Activity:
Scan the lines below for the word "ColorMode". Copy each line you find it in.

(Exercise material begins)

// ── Sortable flow columns ──

use std::sync::Arc;

use serde::{Deserialize, Serialize};

use super::flow::Flow;
use crate::session::SortRequest;
use crate::store::{KeyFn, SortKey};

/// A column the flow list can be sorted by.
#[derive(
    Debug,
    Clone,
    Copy,
    PartialEq,
    Eq,
    Hash,
    Serialize,
    Deserialize,
    strum::Display,
    strum::EnumString,
    strum::EnumIter,
    strum::IntoStaticStr,
)]
#[serde(rename_all = "lowercase")]
#[strum(serialize_all = "lowercase", ascii_case_insensitive)]
pub enum FlowColumn {
    Id,
    Method,
    Host,
    Path,
    Status,
    Size,
    Time,
    Kind,
}

impl FlowColumn {
    /// Key extractor for this column. Flows lacking the field sort first.
    pub fn key_fn(self) -> KeyFn<Flow> {
        match self {
            Self::Id => Arc::new(|f: &Flow| SortKey::Text(f.id.to_string())),
            Self::Method => Arc::new(|f: &Flow| text_key(f.method())),
            Self::Host => Arc::new(|f: &Flow| text_key(f.host().map(str::to_ascii_lowercase).as_deref())),
            Self::Path => Arc::new(|f: &Flow| text_key(f.path())),
            Self::Status => Arc::new(|f: &Flow| {
                f.status_code().map_or(SortKey::Missing, |s| SortKey::Int(i64::from(s)))
            }),
            Self::Size => Arc::new(|f: &Flow| {
                f.total_size()
                    .map_or(SortKey::Missing, |s| SortKey::Int(i64::try_from(s).unwrap_or(i64::MAX)))
            }),
            Self::Time => Arc::new(|f: &Flow| {
                f.created_at
                    .or_else(|| f.request.as_ref().and_then(|r| r.started_at))
                    .map_or(SortKey::Missing, |t| SortKey::Int(t.timestamp_millis()))
            }),
            Self::Kind => Arc::new(|f: &Flow| SortKey::Text(f.kind.to_string())),
        }
    }

    /// A sort request for this column, ready for `Action::UpdateSorter`.
    pub fn sort_request(self, descending: bool) -> SortRequest<Flow> {
        SortRequest::new(self.to_string(), descending, self.key_fn())
    }
}

fn text_key(value: Option<&str>) -> SortKey {
    value.map_or(SortKey::Missing, |v| SortKey::Text(v.to_owned()))
}
//! Output formatting: table, JSON, YAML, plain.
//!
//! Renders data in the format selected by `--output`. Table uses `tabled`,
//! structured formats use serde, plain emits one identifier per line.

use std::io::{self, IsTerminal, Write};

use owo_colors::OwoColorize;
use tabled::{Table, Tabled, settings::Style};

use crate::cli::{ColorMode, OutputFormat};
use crate::error::CliError;

// ── Color helpers ────────────────────────────────────────────────────

/// Determine whether color output should be enabled.
pub fn should_color(mode: ColorMode) -> bool {
    match mode {
        ColorMode::Always => true,
        ColorMode::Never => false,
        ColorMode::Auto => io::stdout().is_terminal() && std::env::var_os("NO_COLOR").is_none(),
    }
}

/// Color an HTTP status by class: 2xx green, 3xx cyan, 4xx yellow, 5xx red.
pub fn paint_status(status: Option<u16>, color: bool) -> String {
    let Some(code) = status else {
        return "-".into();
    };
    if !color {
        return code.to_string();
    }
    match code {
        200..=299 => code.green().to_string(),
        300..=399 => code.cyan().to_string(),
        400..=499 => code.yellow().to_string(),
        500..=599 => code.red().to_string(),
        _ => code.to_string(),
    }
}

/// Dim secondary text when color is on.
pub fn dim(text: &str, color: bool) -> String {
    if color { text.dimmed().to_string() } else { text.to_owned() }
}

// ── Render dispatchers ───────────────────────────────────────────────

/// Render a list of serde-serializable + tabled items in the chosen format.
///
/// - `table`: uses the `Tabled` derive to build a pretty table
/// - `json` / `json-compact`: serializes the original data via serde
/// - `yaml`: serializes via serde_yaml
/// - `plain`: calls `id_fn` on each item to emit one identifier per line
pub fn render_list<T, R>(
    format: OutputFormat,
    data: &[T],
    to_row: impl Fn(&T) -> R,
    id_fn: impl Fn(&T) -> String,
) -> Result<String, CliError>
where
    T: serde::Serialize,
    R: Tabled,
{
    match format {
        OutputFormat::Table => {
            let rows: Vec<R> = data.iter().map(to_row).collect();
            Ok(render_table(&rows))
        }
        OutputFormat::Json => render_json(data, false),
        OutputFormat::JsonCompact => render_json(data, true),
        OutputFormat::Yaml => render_yaml(data),
        OutputFormat::Plain => Ok(data.iter().map(&id_fn).collect::<Vec<_>>().join("\n")),
    }
}

/// Render a single serde-serializable item in the chosen format.
///
/// Table rendering uses `detail_fn`, since single-item views are
/// key/value blocks rather than rows.
pub fn render_single<T>(
    format: OutputFormat,
    data: &T,
    detail_fn: impl Fn(&T) -> String,
    id_fn: impl Fn(&T) -> String,
) -> Result<String, CliError>
where
    T: serde::Serialize + ?Sized,
{
    match format {
        OutputFormat::Table => Ok(detail_fn(data)),
        OutputFormat::Json => render_json(data, false),
        OutputFormat::JsonCompact => render_json(data, true),
        OutputFormat::Yaml => render_yaml(data),
        OutputFormat::Plain => Ok(id_fn(data)),
    }
}

/// Print the rendered output to stdout, respecting quiet mode.
pub fn print_output(output: &str, quiet: bool) {
    if quiet || output.is_empty() {
        return;
    }
    let mut stdout = io::stdout().lock();
    let _ = writeln!(stdout, "{output}");
}

// ── Format-specific renderers ────────────────────────────────────────

fn render_table<R: Tabled>(rows: &[R]) -> String {
    Table::new(rows).with(Style::rounded()).to_string()
}

fn render_json<T: serde::Serialize + ?Sized>(data: &T, compact: bool) -> Result<String, CliError> {
    let rendered = if compact {
        serde_json::to_string(data)
    } else {
        serde_json::to_string_pretty(data)
    };
    rendered.map_err(|e| CliError::Serialize(e.to_string()))
}

fn render_yaml<T: serde::Serialize + ?Sized>(data: &T) -> Result<String, CliError> {
    serde_yaml::to_string(data).map_err(|e| CliError::Serialize(e.to_string()))
}
// ── Reactive view streams ──
//
// Subscription type for consuming session views published by the
// controller.

use std::pin::Pin;
use std::sync::Arc;
use std::task::{Context, Poll};

use futures_core::Stream;
use tokio::sync::watch;
use tokio_stream::wrappers::WatchStream;

use crate::model::Entity;
use crate::session::SessionView;

type Snapshot<T> = Arc<SessionView<T>>;

/// A subscription to the session view.
///
/// Provides both point-in-time access and change notification via
/// [`changed()`](Self::changed) or by converting to a `Stream`.
pub struct ViewStream<T: Entity> {
    current: Snapshot<T>,
    receiver: watch::Receiver<Snapshot<T>>,
}

impl<T: Entity> ViewStream<T> {
    pub(crate) fn new(receiver: watch::Receiver<Snapshot<T>>) -> Self {
        let current = receiver.borrow().clone();
        Self { current, receiver }
    }

    /// The view captured at creation (or at the last `changed()`).
    pub fn current(&self) -> &Snapshot<T> {
        &self.current
    }

    /// The latest published view.
    pub fn latest(&self) -> Snapshot<T> {
        self.receiver.borrow().clone()
    }

    /// Wait for the next change. Returns `None` once the controller is gone.
    pub async fn changed(&mut self) -> Option<Snapshot<T>> {
        self.receiver.changed().await.ok()?;
        let snap = self.receiver.borrow_and_update().clone();
        self.current = snap.clone();
        Some(snap)
    }

    /// Wait until `pred` holds, checking the latest view first.
    pub async fn wait_for(&mut self, mut pred: impl FnMut(&SessionView<T>) -> bool) -> Option<Snapshot<T>> {
        let latest = self.receiver.borrow_and_update().clone();
        self.current = latest.clone();
        if pred(&latest) {
            return Some(latest);
        }
        loop {
            let snap = self.changed().await?;
            if pred(&snap) {
                return Some(snap);
            }
        }
    }

    /// Convert into a `Stream` for use with `StreamExt` combinators.
    pub fn into_stream(self) -> ViewWatchStream<T> {
        ViewWatchStream {
            inner: WatchStream::new(self.receiver),
        }
    }
}

/// `Stream` adapter backed by a `watch::Receiver`.
///
/// Yields the current view first, then one view per publish.
pub struct ViewWatchStream<T: Entity> {
    inner: WatchStream<Snapshot<T>>,
}

impl<T: Entity> Stream for ViewWatchStream<T> {
    type Item = Snapshot<T>;

    fn poll_next(mut self: Pin<&mut Self>, cx: &mut Context<'_>) -> Poll<Option<Self::Item>> {
        Pin::new(&mut self.inner).poll_next(cx)
    }
}

#[cfg(test)]
#[allow(clippy::unwrap_used)]
mod tests {
    use futures_util::StreamExt;

    use super::*;
    use crate::model::flow::fixtures::http_flow;
    use crate::model::Flow;

    fn view(version: u64) -> Snapshot<Flow> {
        Arc::new(SessionView {
            items: vec![Arc::new(http_flow("a", "GET", "h", "/", None))],
            version,
            ..SessionView::default()
        })
    }

    #[tokio::test]
    async fn changed_tracks_latest_publish() {
        let (tx, rx) = watch::channel(view(0));
        let mut stream = ViewStream::new(rx);
        assert_eq!(stream.current().version, 0);

        tx.send_replace(view(3));
        let snap = stream.changed().await.unwrap();
        assert_eq!(snap.version, 3);
        assert_eq!(stream.current().version, 3);
    }

    #[tokio::test]
    async fn changed_returns_none_when_sender_dropped() {
        let (tx, rx) = watch::channel(view(0));
        let mut stream = ViewStream::new(rx);
        drop(tx);
        assert!(stream.changed().await.is_none());
    }

    #[tokio::test]
    async fn wait_for_skips_until_predicate_holds() {
        let (tx, rx) = watch::channel(view(0));
        let mut stream = ViewStream::new(rx);

        let waiter = tokio::spawn(async move { stream.wait_for(|v| v.version >= 2).await });
        tx.send_replace(view(1));
        tx.send_replace(view(2));

        let snap = waiter.await.unwrap().unwrap();
        assert!(snap.version >= 2);
    }

    #[tokio::test]
    async fn into_stream_yields_current_first() {
        let (_tx, rx) = watch::channel(view(7));
        let mut stream = ViewStream::new(rx).into_stream();
        assert_eq!(stream.next().await.unwrap().version, 7);
    }
}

(Exercise material ends)

Result below:
use crate::cli::{ColorMode, OutputFormat};
pub fn should_color(mode: ColorMode) -> bool {
        ColorMode::Always => true,
        ColorMode::Never => false,
        ColorMode::Auto => io::stdout().is_terminal() && std::env::var_os("NO_COLOR").is_none(),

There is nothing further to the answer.